# Would 5 exercises for chest be too much?



## murphy2010 (Dec 17, 2010)

Ok currently I do 3 sets of: incline db, decline db, flat bb bench, decline db flies and I was wondering if it would be too much to add 3 sets of Weighted dips? I do tris after as well if it helps


----------



## bigmitch69 (May 14, 2008)

After 2 pressing exercises my chest/ tris are burnt out. Don't take offence but how about pressing heavier and seeing if you can still do 4-5 exercises.

Flat press

Incline or decline press

Weighted dips

I'm done! May be able to add in some flies but they would be light.


----------



## Goose (Jan 29, 2009)

personally I would do 4 exercises but 5 is fine.
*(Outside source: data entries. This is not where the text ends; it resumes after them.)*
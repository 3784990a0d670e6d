//! Chunk catalog: the in-memory index of chunks on disk
//!
//! A process-wide mapping `query_hash -> QueryData`, guarded by a
//! reader-writer lock. The catalog is the source of truth for readers:
//! a file that is on disk but not referenced here does not exist as far as
//! queries are concerned.
//!
//! On startup the catalog scans the data directory and rebuilds itself from
//! chunk file names, reading only the fixed header of each file to verify it
//! is what its name claims. The scan also repairs the directory: temp files
//! are unlinked, corrupt chunks are quarantined, duplicate and superseded
//! chunks are reaped.
//!
//! All mutation paths hold the exclusive guard only for the in-memory swap;
//! file I/O happens strictly outside the lock.

use crate::error::Error;
use crate::metrics;
use crate::storage::chunk::{
    ChunkHeader, ChunkInfo, CHUNK_SUFFIX, HEADER_LEN, QUARANTINE_SUFFIX, TMP_MARKER,
};
use crate::storage::directory::DirLock;
use crate::storage::reader::ChunkReader;
use crate::types::Time;
use parking_lot::RwLock;
use std::collections::HashMap;
use std::io::Read;
use std::path::{Path, PathBuf};

/// Per-query state held by the catalog
#[derive(Debug, Default)]
pub struct QueryData {
    /// Chunk descriptors keyed by file path
    pub chunks_on_disk: HashMap<PathBuf, ChunkInfo>,
}

/// In-memory index mapping query hashes to their chunks on disk
#[derive(Debug)]
pub struct ChunkCatalog {
    data_dir: PathBuf,
    data: RwLock<HashMap<String, QueryData>>,
    _dir_lock: DirLock,
}

impl ChunkCatalog {
    /// Acquire the data directory and rebuild the catalog from disk
    ///
    /// Fails fast if another process holds the directory or the directory
    /// cannot be read.
    pub fn open(data_dir: impl Into<PathBuf>) -> Result<Self, Error> {
        let data_dir = data_dir.into();
        let dir_lock = DirLock::acquire(&data_dir)?;
        let data = Self::scan(&data_dir)?;

        let total: usize = data.values().map(|q| q.chunks_on_disk.len()).sum();
        metrics::CHUNKS_ON_DISK.set(total as f64);
        tracing::info!(
            data_dir = %data_dir.display(),
            queries = data.len(),
            chunks = total,
            "chunk catalog loaded"
        );

        Ok(Self {
            data_dir,
            data: RwLock::new(data),
            _dir_lock: dir_lock,
        })
    }

    /// Root of the data directory
    pub fn data_dir(&self) -> &Path {
        &self.data_dir
    }

    /// Directory holding one query's chunks, created if absent
    pub fn ensure_query_dir(&self, query_hash: &str) -> std::io::Result<PathBuf> {
        let dir = self.data_dir.join(query_hash);
        std::fs::create_dir_all(&dir)?;
        Ok(dir)
    }

    /// Cloned point-in-time view of every chunk in the catalog
    ///
    /// Taken under the shared guard; callers (the planner above all) work on
    /// the clone and never hold the lock while generating tasks.
    pub fn read_snapshot(&self) -> Vec<(String, Vec<ChunkInfo>)> {
        let data = self.data.read();
        data.iter()
            .map(|(hash, q)| (hash.clone(), q.chunks_on_disk.values().cloned().collect()))
            .collect()
    }

    /// Cloned descriptors of one query's chunks
    pub fn query_chunks(&self, query_hash: &str) -> Vec<ChunkInfo> {
        let data = self.data.read();
        data.get(query_hash)
            .map(|q| q.chunks_on_disk.values().cloned().collect())
            .unwrap_or_default()
    }

    /// Whether a chunk file is still referenced by the catalog
    pub fn contains(&self, query_hash: &str, path: &Path) -> bool {
        let data = self.data.read();
        data.get(query_hash)
            .map(|q| q.chunks_on_disk.contains_key(path))
            .unwrap_or(false)
    }

    /// Chunks overlapping `[from, to)` for a query, widest duration first
    ///
    /// Sources are ordered so that, merged first-writer-wins, a reader never
    /// double-counts: where a wide chunk and its not-yet-unlinked sources
    /// both cover a timestamp, the wide chunk's value lands first and the
    /// narrow one is ignored.
    pub fn plan_read(&self, query_hash: &str, from: Time, to: Time) -> Vec<ChunkInfo> {
        let mut chunks: Vec<ChunkInfo> = {
            let data = self.data.read();
            match data.get(query_hash) {
                Some(q) => q
                    .chunks_on_disk
                    .values()
                    .filter(|c| c.overlaps(from, to))
                    .cloned()
                    .collect(),
                None => return Vec::new(),
            }
        };
        chunks.sort_by(|a, b| b.duration.cmp(&a.duration).then(a.from.cmp(&b.from)));
        chunks
    }

    /// Read `[from, to)` for a query at `step`, merging across its chunks
    ///
    /// Chunks are merged first-writer-wins in `plan_read` order, so wider
    /// chunks shadow any sources they superseded. If a planned chunk
    /// vanishes before it can be opened (compaction unlinked it between the
    /// snapshot and the open), the whole pass restarts from a fresh
    /// snapshot; a partially merged accumulator is never returned.
    pub fn read_range<F>(
        &self,
        query_hash: &str,
        from: Time,
        to: Time,
        step: i64,
        fold: F,
    ) -> Result<HashMap<u64, crate::types::MetricSeries>, Error>
    where
        F: Fn(f64, f64) -> f64 + Copy,
    {
        const MAX_ATTEMPTS: usize = 3;

        'attempt: for _ in 0..MAX_ATTEMPTS {
            let plan = self.plan_read(query_hash, from, to);
            let mut acc = HashMap::new();
            for info in &plan {
                let mut reader = match ChunkReader::open_from_info(info) {
                    Ok(reader) => reader,
                    Err(crate::error::ChunkError::Io(e))
                        if e.kind() == std::io::ErrorKind::NotFound
                            && !self.contains(query_hash, &info.path) =>
                    {
                        // Superseded after the snapshot; replan
                        continue 'attempt;
                    }
                    Err(e) => return Err(e.into()),
                };
                let result = reader.read_metrics(from, to, step, fold, &mut acc);
                reader.close();
                result?;
            }
            return Ok(acc);
        }
        Err(Error::Io(std::io::Error::new(
            std::io::ErrorKind::NotFound,
            format!("chunks for {} kept vanishing mid-read", query_hash),
        )))
    }

    /// Insert a chunk descriptor; idempotent by path
    pub fn register(&self, info: ChunkInfo) {
        let mut data = self.data.write();
        let q = data.entry(info.query_hash.clone()).or_default();
        if q.chunks_on_disk.insert(info.path.clone(), info).is_none() {
            metrics::CHUNKS_ON_DISK.inc();
        }
    }

    /// Swap a destination chunk in and its sources out, atomically
    ///
    /// Under one exclusive guard: `new` is inserted and every chunk in `old`
    /// is removed. Returns the paths of the chunks actually removed; the
    /// caller unlinks those files after the guard is released.
    ///
    /// If the query's entry has vanished (evicted mid-task), the destination
    /// is still published under a fresh entry and no unlink work is
    /// returned; the files the caller meant to remove become orphans for the
    /// next startup scan.
    pub fn supersede(&self, new: ChunkInfo, old: &[ChunkInfo]) -> Vec<PathBuf> {
        let query_hash = new.query_hash.clone();
        let mut removed = Vec::new();
        let inserted;

        {
            let mut data = self.data.write();
            match data.get_mut(&query_hash) {
                Some(q) => {
                    inserted = q.chunks_on_disk.insert(new.path.clone(), new).is_none();
                    for info in old {
                        if q.chunks_on_disk.remove(&info.path).is_some() {
                            removed.push(info.path.clone());
                        }
                    }
                }
                None => {
                    tracing::warn!(
                        query_hash = %query_hash,
                        "query data not found during publication; sources left for the reaper"
                    );
                    let q = data.entry(query_hash).or_default();
                    inserted = q.chunks_on_disk.insert(new.path.clone(), new).is_none();
                }
            }
        }

        metrics::CHUNKS_ON_DISK.add(inserted as i64 as f64 - removed.len() as f64);
        removed
    }

    /// Drop a query and all its chunk references; files stay on disk
    pub fn evict_query(&self, query_hash: &str) -> usize {
        let mut data = self.data.write();
        let removed = data
            .remove(query_hash)
            .map(|q| q.chunks_on_disk.len())
            .unwrap_or(0);
        metrics::CHUNKS_ON_DISK.sub(removed as f64);
        removed
    }

    /// Rebuild catalog state from the data directory
    fn scan(data_dir: &Path) -> Result<HashMap<String, QueryData>, Error> {
        let mut data = HashMap::new();

        for entry in std::fs::read_dir(data_dir)? {
            let entry = entry?;
            let path = entry.path();

            if path.is_file() {
                // Only temp leftovers are expected next to the query dirs
                if file_name_contains(&path, TMP_MARKER) {
                    reap(&path, "orphaned temp file");
                }
                continue;
            }

            let query_hash = match path.file_name().and_then(|n| n.to_str()) {
                Some(name) => name.to_string(),
                None => {
                    tracing::warn!(path = %path.display(), "skipping non-UTF8 directory name");
                    continue;
                }
            };

            let chunks = Self::scan_query_dir(&path)?;
            if !chunks.is_empty() {
                data.insert(
                    query_hash,
                    QueryData {
                        chunks_on_disk: chunks,
                    },
                );
            }
        }
        Ok(data)
    }

    /// Scan one query directory, repairing as it goes
    fn scan_query_dir(dir: &Path) -> Result<HashMap<PathBuf, ChunkInfo>, Error> {
        let mut chunks: Vec<ChunkInfo> = Vec::new();

        for entry in std::fs::read_dir(dir)? {
            let entry = entry?;
            let path = entry.path();
            if !path.is_file() {
                continue;
            }

            if file_name_contains(&path, TMP_MARKER) {
                reap(&path, "orphaned temp file");
                continue;
            }
            if file_name_ends_with(&path, QUARANTINE_SUFFIX) {
                continue;
            }
            if !file_name_ends_with(&path, CHUNK_SUFFIX) {
                tracing::warn!(path = %path.display(), "unrecognized file in query directory");
                continue;
            }

            let info = match ChunkInfo::from_path(&path) {
                Ok(info) => info,
                Err(e) => {
                    quarantine(&path, &format!("unparseable file name: {}", e));
                    continue;
                }
            };
            if let Err(e) = Self::verify_header(&info) {
                quarantine(&path, &e.to_string());
                continue;
            }
            chunks.push(info);
        }

        // Invariant repair: one file per (from, duration), larger last_ts wins
        chunks.sort_by(|a, b| {
            (a.from, a.duration, a.last_ts).cmp(&(b.from, b.duration, b.last_ts))
        });
        let mut deduped: Vec<ChunkInfo> = Vec::with_capacity(chunks.len());
        for info in chunks {
            match deduped.last() {
                Some(prev) if prev.from == info.from && prev.duration == info.duration => {
                    let loser = deduped.pop().unwrap();
                    reap(&loser.path, "duplicate chunk with older last_ts");
                    deduped.push(info);
                }
                _ => deduped.push(info),
            }
        }

        // Supersession repair: a chunk covered by a wider-duration chunk was
        // already compacted away; its unlink just never happened.
        let mut kept: HashMap<PathBuf, ChunkInfo> = HashMap::with_capacity(deduped.len());
        for info in &deduped {
            let covered = deduped
                .iter()
                .any(|other| other.duration > info.duration && other.covers(info));
            if covered {
                reap(&info.path, "superseded by a wider chunk");
            } else {
                kept.insert(info.path.clone(), info.clone());
            }
        }
        Ok(kept)
    }

    /// Check that a file's header agrees with its name
    ///
    /// Reads only the fixed header; chunk bodies are never decoded during
    /// the startup scan.
    fn verify_header(info: &ChunkInfo) -> Result<(), Error> {
        let mut file = std::fs::File::open(&info.path)?;
        let mut buf = [0u8; HEADER_LEN];
        file.read_exact(&mut buf)
            .map_err(|e| Error::Chunk(e.into()))?;
        let header = ChunkHeader::from_bytes(&buf)?;
        if !info.matches_header(&header) {
            return Err(Error::Chunk(crate::error::ChunkError::InvalidHeader(
                format!("file name {} disagrees with header", info.path.display()),
            )));
        }
        Ok(())
    }
}

fn file_name_contains(path: &Path, needle: &str) -> bool {
    path.file_name()
        .and_then(|n| n.to_str())
        .map(|n| n.contains(needle))
        .unwrap_or(false)
}

fn file_name_ends_with(path: &Path, suffix: &str) -> bool {
    path.file_name()
        .and_then(|n| n.to_str())
        .map(|n| n.ends_with(suffix))
        .unwrap_or(false)
}

/// Unlink a file the scan decided is garbage
fn reap(path: &Path, reason: &str) {
    tracing::info!(path = %path.display(), reason, "removing file");
    match std::fs::remove_file(path) {
        Ok(()) => metrics::ORPHANS_REAPED.inc(),
        Err(e) => tracing::warn!(path = %path.display(), error = %e, "failed to remove file"),
    }
}

/// Rename a corrupt chunk aside so it is never scanned again
fn quarantine(path: &Path, reason: &str) {
    let mut target = path.as_os_str().to_os_string();
    target.push(QUARANTINE_SUFFIX);
    tracing::warn!(path = %path.display(), reason, "quarantining corrupt chunk");
    match std::fs::rename(path, &target) {
        Ok(()) => metrics::QUARANTINED_CHUNKS.inc(),
        Err(e) => tracing::warn!(path = %path.display(), error = %e, "failed to quarantine"),
    }
}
Every individual is different.

if the food intake is high, drugs good and training solid, 5 exercises is easily doable,

all my pressing exercises are very heavy with drop sets thrown in


----------



## murphy2010 (Dec 17, 2010)

bigmitch69 said:


> After 2 pressing exercises my chest/ tris are burnt out. Don't take offence but how about pressing heavier and seeing if you can still do 4-5 exercises.
> 
> Flat press
> 
> ...


The first 2 exercises I keep really heavy lol no more than 6-8 reps, but by flat Bench I'm struggling with 90-100kg lol


----------



## bigmitch69 (May 14, 2008)

murphy2010 said:


> The first 2 exercises I keep really heavy lol no more than 6-8 reps, but by flat Bench I'm struggling with 90-100kg lol


Everyone is different so you'll have to see what works for you mate. Try weighted dips and then flies at the end to burn out on. Trial and error.


----------



## man_dem03 (Oct 1, 2008)

my chest routine this morning

flat db press

40kg dbs for 8

45kg dbs for 8

50kg dbs for 8

inc bench

90kg for 10

90kg for 10

100kg for 7

inc db turning palms inwards at the top

3 sets of the 32kg dbs for 12

then inc cable flies 3 sets of 12

then standing cable flies 3 sets of 12

i would say try what you want to add for a few weeks and see how you feel and if it benefits you. all this too many sets/exercises is user dependant and what works for another doesnt mean it will work for you.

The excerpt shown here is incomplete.